Hot Chef: Marc Murphy’s ‘smoking everything this summer’

Marc Murphy is a judge on “Chopped: Grill Masters,” premiering Sunday at 10 p.m. on Food Network.

Marc Murphy has surely felt a lot of heat in the kitchen of his restaurants, Landmarc and Ditch Plains, but his latest venture has him facing a different kind of heat — that of the Wild West. Murphy, along with chefs Amanda Freitag and Aaron Sanchez, is a judge on Food Networks’s “Chopped: Grill Masters,” which kicks off its five-episode arc this Sunday at 10 p.m. He spoke with us about what viewers can expect and what he’s serving up this summer.

Tell us about this new “Chopped” competition.

We went down to Old Tucson, Arizona. It’s where a lot of Westerns have been filmed and it’s kind of like a museum now. You can rent it out and shoot a movie there, or you can go shoot a cooking show there, which is really funny. So literally we’re sitting down in the middle of Main Street, they set up four grills, four smokers, four tables and our judges table, and it was exactly “Chopped” in the studio but we just plunked it down in the middle of the desert in Arizona. It was hilarious. The producers did such a great job of really transforming this place but still keeping the exact same show.

What impressed you when evaluating the contestants?

It’s the same criteria: taste, creativity and presentation.

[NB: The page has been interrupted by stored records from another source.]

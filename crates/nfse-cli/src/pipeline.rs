//! Load, reconcile and emit, wired to the loader and sink traits.

use std::time::Instant;

use anyhow::{Context, Result, bail};
use tracing::{debug, info, info_span, warn};

use nfse_ingest::TableLoader;
use nfse_model::{ReconConfig, SourceRole};
use nfse_output::ReconciliationSink;
use nfse_transform::{PreparedTable, ReconciliationOutcome, run_pipeline};

use crate::logging::redact_value;

/// Switches of one run that are not part of the configuration file.
#[derive(Debug, Clone, Copy, Default)]
pub struct RunOptions {
    /// Also hand both cleaned tables to the sink.
    pub export_normalized: bool,
    /// Fail before writing anything when more rows than this were dropped.
    pub max_dropped_rows: Option<usize>,
    /// Run every stage but emit nothing.
    pub dry_run: bool,
}

/// Run one reconciliation end to end.
///
/// The sink receives nothing unless every stage succeeded and the dropped-row
/// limit holds.
pub fn run_reconciliation<L, S>(
    config: &ReconConfig,
    loader: &L,
    sink: &mut S,
    options: &RunOptions,
) -> Result<ReconciliationOutcome>
where
    L: TableLoader,
    S: ReconciliationSink,
{
    let span = info_span!("reconciliation");
    let _guard = span.enter();
    let start = Instant::now();

    let authority = loader
        .load_authority()
        .with_context(|| format!("load authority extract {}", config.authority.path.display()))?;
    let ledger = loader
        .load_ledger()
        .with_context(|| format!("load ledger extract {}", config.ledger.path.display()))?;

    let outcome = run_pipeline(config, &authority, &ledger).context("reconcile sources")?;
    log_dropped_rows(&outcome.authority);
    log_dropped_rows(&outcome.ledger);
    for invoice in &outcome.unreadable_invoices {
        warn!(
            row = invoice.row,
            client = redact_value(&invoice.client),
            value = redact_value(&invoice.value),
            "authority invoice number unreadable, listed without it"
        );
    }

    let dropped = outcome.coercion_dropped();
    if let Some(limit) = options.max_dropped_rows
        && dropped > limit
    {
        bail!("{dropped} rows were dropped as unparseable, more than the allowed {limit}");
    }

    if options.dry_run {
        info!(
            unmatched_rows = outcome.unmatched.height(),
            "dry run, no files written"
        );
    } else {
        sink.emit_unmatched(&outcome.unmatched)
            .context("write unmatched records")?;
        sink.emit_comparison(&outcome.comparison_frame)
            .context("write regional comparison")?;
        if options.export_normalized {
            for role in [SourceRole::Authority, SourceRole::Ledger] {
                sink.emit_normalized(role.as_str(), &outcome.table(role).frame)
                    .with_context(|| format!("write normalized {role} table"))?;
            }
        }
    }

    info!(
        unmatched_rows = outcome.unmatched.height(),
        coercion_dropped = dropped,
        duration_ms = start.elapsed().as_millis(),
        "reconciliation complete"
    );
    Ok(outcome)
}

fn log_dropped_rows(table: &PreparedTable) {
    if table.coercion.is_empty() {
        return;
    }
    for (column, count) in table.coercion.counts_by_column() {
        warn!(table = %table.role, column, count, "rows dropped: value not numeric");
    }
    for row in &table.coercion.dropped {
        debug!(
            table = %table.role,
            row = row.row,
            column = %row.column,
            mode = %row.mode,
            value = redact_value(&row.value),
            "dropped row"
        );
    }
}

I do care about people, but it’s not about their story or anything else; it’s about what’s on my plate and what I’m eating.

Are you yourself a big griller?

I love grilling and it’s very funny because I ended up buying the grill and the smoker that they used [on the show]. I have them at my house on Long Island. I’m basically smoking everything this summer. I’m talking about food. [Laughs]

What’s the most unique food you’ve smoked so far?

I made a smoked shallot vinaigrette the other day. I had smoked these racks of pork, and so the smoker was still going, and I wanted to make a smoked shallot vinaigrette the next day, so I put my shallots in there took them out after about two hours, put them in the fridge and the next day I made a vinaigrette with them. Now that I’m talking about this, I want to smoke some scallops this weekend.

What’s more pressure for you: cooking at your restaurants, or judging cooking on TV?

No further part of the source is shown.